A third of respondents indicated that there was a genomic data management strategy in place and another two thirds planned it to be implemented in the next two years. Also, in 67% of cases the strategy is enterprise-wide.
Among those who are most often (over 50%) involved in setting the strategy are informaticians (including clinical and genomic) with 87%, clinicians who use genomics in their work with 84%, as well as IT/technology and business (administration, finance, etc.) personnel with 70% and 60%, respectively.
Re-interpretation of genomic data and clinician notification are the most valuable platform features (extremely of very valuable for 91% of the respondents), together with the ability to consume test results from various labs (87%) and integration with multiple electronic health records (77%).

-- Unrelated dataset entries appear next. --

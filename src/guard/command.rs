//! Command normalization, decomposition, and safety classification.
//!
//! Best-effort lexical handling only. Known limitations, accepted by
//! contract rather than silently: operators inside quoted spans are not
//! split on, nested shell executors are unwrapped a single level, and
//! newlines are never treated as operator boundaries (they may be
//! here-document bodies or multi-line literals).

use tracing::debug;

/// Upper bound on sub-commands produced by [`split`]. Past the cap the
/// remainder is kept as one opaque segment so adversarial input cannot force
/// unbounded work.
const MAX_SUBCOMMANDS: usize = 64;

/// Upper bound on wrapper layers stripped by [`normalize`].
const MAX_WRAPPER_LAYERS: usize = 8;

/// Process wrappers that merely run another command. Stripping them exposes
/// the command that actually matters for classification.
const WRAPPERS: &[&str] = &["sudo", "env", "nice", "nohup", "time", "timeout", "stdbuf"];

/// Per-wrapper flags that consume the following token as their value.
/// (`sudo -n` takes no value; `nice -n 10` does.)
fn wrapper_flag_takes_value(wrapper: &str, flag: &str) -> bool {
    if flag.contains('=') {
        return false;
    }
    match wrapper {
        "sudo" => matches!(flag, "-u" | "-g" | "-h" | "-p"),
        "nice" => flag == "-n",
        "timeout" => matches!(flag, "-k" | "-s" | "--kill-after" | "--signal"),
        "stdbuf" => matches!(flag, "-i" | "-o" | "-e"),
        _ => false,
    }
}

/// Package managers whose invocations are allowed only with a safe verb.
const PACKAGE_MANAGERS: &[&str] = &["npm", "pnpm", "yarn", "bun"];

/// Safe package-manager verbs (plus `run`, which dispatches to a project
/// script the operator already wrote down).
const PACKAGE_MANAGER_VERBS: &[&str] = &[
    "run", "build", "test", "lint", "dev", "start", "install", "ci", "add", "remove", "update",
    "publish", "pack", "init", "create", "exec",
];

/// Package-manager flags that may precede the verb and consume a value.
const PACKAGE_MANAGER_SCOPE_FLAGS: &[&str] = &["--filter", "-F", "--workspace", "-w", "-C"];

/// Ecosystem toolchain binaries allowed regardless of trailing arguments:
/// compilers, linters, formatters, build systems, container/orchestration/
/// IaC tools, interpreters.
const TOOLCHAIN_BINARIES: &[&str] = &[
    // Rust
    "cargo", "rustc", "rustup", "rustfmt",
    // Go
    "go", "gofmt", "golangci-lint",
    // JS/TS
    "node", "tsc", "eslint", "prettier", "vitest", "jest",
    // Python
    "python", "python3", "pytest", "ruff", "black", "mypy", "tox", "uv", "pip", "pip3",
    // Build systems
    "make", "cmake", "ninja", "gradle", "mvn", "bazel",
    // Containers / orchestration / IaC
    "docker", "docker-compose", "podman", "kubectl", "helm", "terraform", "pulumi", "ansible",
];

/// Directories whose executables belong to an isolated, project-local
/// environment and are trusted without further path inspection.
const ISOLATED_BIN_DIRS: &[&str] = &[".venv/bin/", "venv/bin/", "node_modules/.bin/"];

/// Shell binaries recognized as string executors for [`unwrap_executor`].
const SHELL_EXECUTORS: &[&str] = &["sh", "bash", "zsh", "dash"];

// ─── Tokenization ───────────────────────────────────────────────────────────

/// Split a command into whitespace-separated tokens, keeping quoted spans
/// (with their quotes) intact.
pub fn tokenize(command: &str) -> Vec<String> {
    let mut tokens = Vec::new();
    let mut buf = String::new();
    let (mut sq, mut dq, mut esc) = (false, false, false);

    for c in command.chars() {
        if esc {
            buf.push(c);
            esc = false;
            continue;
        }
        match c {
            '\\' if !sq => {
                esc = true;
                buf.push(c);
            }
            '\'' if !dq => {
                sq = !sq;
                buf.push(c);
            }
            '"' if !sq => {
                dq = !dq;
                buf.push(c);
            }
            c if c.is_whitespace() && !sq && !dq => {
                if !buf.is_empty() {
                    tokens.push(std::mem::take(&mut buf));
                }
            }
            c => buf.push(c),
        }
    }
    if !buf.is_empty() {
        tokens.push(buf);
    }
    tokens
}

/// Strip a single layer of surrounding quotes, if present.
pub fn strip_quotes(token: &str) -> &str {
    let bytes = token.as_bytes();
    if bytes.len() >= 2
        && (bytes[0] == b'\'' || bytes[0] == b'"')
        && bytes[bytes.len() - 1] == bytes[0]
    {
        &token[1..token.len() - 1]
    } else {
        token
    }
}

// ─── Normalization ──────────────────────────────────────────────────────────

/// Skip leading environment variable assignments (e.g. `FOO=bar cmd args`).
/// Returns the remainder starting at the first non-assignment word.
fn skip_env_assignments(s: &str) -> &str {
    let mut rest = s.trim_start();
    loop {
        let Some(word) = rest.split_whitespace().next() else {
            return rest;
        };
        if word.contains('=')
            && word
                .chars()
                .next()
                .is_some_and(|c| c.is_ascii_alphabetic() || c == '_')
        {
            rest = rest[word.len()..].trim_start();
        } else {
            return rest;
        }
    }
}

/// Strip one leading wrapper invocation (`sudo`, `env`, `timeout 30`, …).
/// Returns the remainder, or the input unchanged if no wrapper leads it.
fn strip_one_wrapper(s: &str) -> &str {
    let mut words = s.split_whitespace();
    let Some(first) = words.next() else {
        return s;
    };
    if !WRAPPERS.contains(&first) {
        return s;
    }

    let mut rest = s[first.len()..].trim_start();

    // `timeout` takes a duration before the wrapped command.
    let mut pending_positional = first == "timeout";

    loop {
        let Some(word) = rest.split_whitespace().next() else {
            return rest;
        };
        if word.starts_with('-') {
            let consumed = word.len();
            let takes_value = wrapper_flag_takes_value(first, word);
            rest = rest[consumed..].trim_start();
            if takes_value {
                if let Some(value) = rest.split_whitespace().next() {
                    rest = rest[value.len()..].trim_start();
                }
            }
        } else if pending_positional {
            pending_positional = false;
            rest = rest[word.len()..].trim_start();
        } else {
            return rest;
        }
    }
}

/// Normalize a sub-command for classification: drop leading env assignments,
/// then wrapper layers (capped), stripping assignments again between layers
/// to catch the `sudo FOO=bar cmd` shape. Idempotent: a stack deeper than
/// the cap is returned unchanged rather than half-stripped.
#[must_use]
pub fn normalize(command: &str) -> String {
    let trimmed = command.trim();
    let mut current = skip_env_assignments(trimmed);
    for _ in 0..MAX_WRAPPER_LAYERS {
        let stripped = skip_env_assignments(strip_one_wrapper(current));
        if stripped == current {
            return current.to_string();
        }
        current = stripped;
    }
    // Cap reached. If a wrapper still leads, give up on the whole stack so
    // repeated normalization is stable.
    if strip_one_wrapper(current) == current {
        current.to_string()
    } else {
        trimmed.to_string()
    }
}

// ─── Executor unwrapping ────────────────────────────────────────────────────

/// If the command is exactly a shell-executor invocation wrapping a single
/// quoted command string (`sh -c '…'`, `bash -lc "…"`, `eval '…'`), return
/// the inner string; otherwise return the input unchanged.
///
/// Only one level is unwrapped per call. A nested executor inside the inner
/// string is treated as opaque text by the rest of the pipeline.
#[must_use]
pub fn unwrap_executor(command: &str) -> String {
    let trimmed = command.trim();
    let tokens = tokenize(trimmed);

    let inner = match tokens.as_slice() {
        [exe, flags, payload]
            if SHELL_EXECUTORS.contains(&exe.as_str())
                && flags.starts_with('-')
                && flags.contains('c') =>
        {
            payload
        }
        [exe, payload] if exe == "eval" => payload,
        _ => return command.to_string(),
    };

    let stripped = strip_quotes(inner);
    if stripped == inner {
        // Payload was not a single quoted string; leave the command alone.
        return command.to_string();
    }
    debug!(executor = %tokens[0], "unwrapped shell executor");
    stripped.to_string()
}

// ─── Splitting ──────────────────────────────────────────────────────────────

/// Split on top-level sequencing and boolean operators (`&&`, `||`, `;`),
/// outside quoted spans. Newlines are not operator boundaries. Pipes keep a
/// pipeline inside one sub-command.
#[must_use]
pub fn split(command: &str) -> Vec<String> {
    let chars: Vec<char> = command.chars().collect();
    let len = chars.len();
    let mut parts = Vec::new();
    let mut buf = String::new();
    let mut i = 0;
    let (mut sq, mut dq, mut esc) = (false, false, false);

    while i < len {
        let c = chars[i];

        if esc {
            buf.push(c);
            esc = false;
            i += 1;
            continue;
        }
        if c == '\\' && !sq {
            esc = true;
            buf.push(c);
            i += 1;
            continue;
        }
        if c == '\'' && !dq {
            sq = !sq;
            buf.push(c);
            i += 1;
            continue;
        }
        if c == '"' && !sq {
            dq = !dq;
            buf.push(c);
            i += 1;
            continue;
        }
        if sq || dq {
            buf.push(c);
            i += 1;
            continue;
        }

        if parts.len() < MAX_SUBCOMMANDS {
            if i + 1 < len {
                let two = [chars[i], chars[i + 1]];
                if two == ['&', '&'] || two == ['|', '|'] {
                    push_segment(&mut parts, &mut buf);
                    i += 2;
                    continue;
                }
            }
            if c == ';' {
                push_segment(&mut parts, &mut buf);
                i += 1;
                continue;
            }
        }

        buf.push(c);
        i += 1;
    }

    push_segment(&mut parts, &mut buf);
    parts
}

fn push_segment(parts: &mut Vec<String>, buf: &mut String) {
    let trimmed = buf.trim();
    if !trimmed.is_empty() {
        parts.push(trimmed.to_string());
    }
    buf.clear();
}

// ─── Classification ─────────────────────────────────────────────────────────

/// True if the sub-command's leading token sequence matches the fixed
/// allow-grammar of recognized tooling invocations.
///
/// The grammar is unanchored at the line end: callers must pass a single
/// already-split sub-command, never a compound command string.
#[must_use]
pub fn is_recognized_tooling(sub_command: &str) -> bool {
    let normalized = normalize(sub_command);
    let tokens = tokenize(&normalized);
    let Some(first) = tokens.first() else {
        return false;
    };
    let first = strip_quotes(first);

    if is_isolated_env_binary(first) {
        return true;
    }
    if is_isolated_env_creation(&tokens) {
        return true;
    }
    // Binaries addressed by path are only trusted via the isolated-env rule.
    if first.contains('/') {
        return false;
    }
    if TOOLCHAIN_BINARIES.contains(&first) {
        return true;
    }
    if PACKAGE_MANAGERS.contains(&first) {
        return has_safe_package_manager_verb(&tokens[1..]);
    }
    false
}

/// Execution of a binary from a project-local isolated environment.
fn is_isolated_env_binary(token: &str) -> bool {
    let path = token.trim_start_matches("./");
    ISOLATED_BIN_DIRS
        .iter()
        .any(|dir| path.starts_with(dir) || path.contains(&format!("/{dir}")))
}

/// Creation of an isolated environment (`python -m venv …`, `virtualenv`,
/// `uv venv`).
fn is_isolated_env_creation(tokens: &[String]) -> bool {
    match tokens {
        [first, ..] if first == "virtualenv" => true,
        [first, second, ..] if first == "uv" && second == "venv" => true,
        [first, flag, module, ..]
            if (first == "python" || first == "python3") && flag == "-m" && module == "venv" =>
        {
            true
        }
        _ => false,
    }
}

/// Verb check for package managers, skipping leading filter/workspace flags.
fn has_safe_package_manager_verb(args: &[String]) -> bool {
    let mut i = 0;
    while i < args.len() {
        let arg = args[i].as_str();
        if arg.starts_with('-') {
            let takes_value =
                PACKAGE_MANAGER_SCOPE_FLAGS.contains(&arg) && !arg.contains('=');
            i += if takes_value { 2 } else { 1 };
            continue;
        }
        return PACKAGE_MANAGER_VERBS.contains(&arg);
    }
    false
}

For genetic/genomic data, healthcare institutions and systems have on average 2.1-2.3 vendor partners in areas such as production of information, data storage and analysis. Almost 60% of the respondents expect the number of partners increase in the nearest future.
The main drivers for the launch/development of genetic/genomic testing are clinical and cost effectiveness (54% and 45%, respectively) as well as reimbursement (42%), technology infrastructure (33%) and clinical practice guidelines (32%).
Industry research and practical examples from other healthcare institutions are the main sources of information on genomic data management for executives (74% and 68%, respectively). Over a half search for information through conferences and peer associations.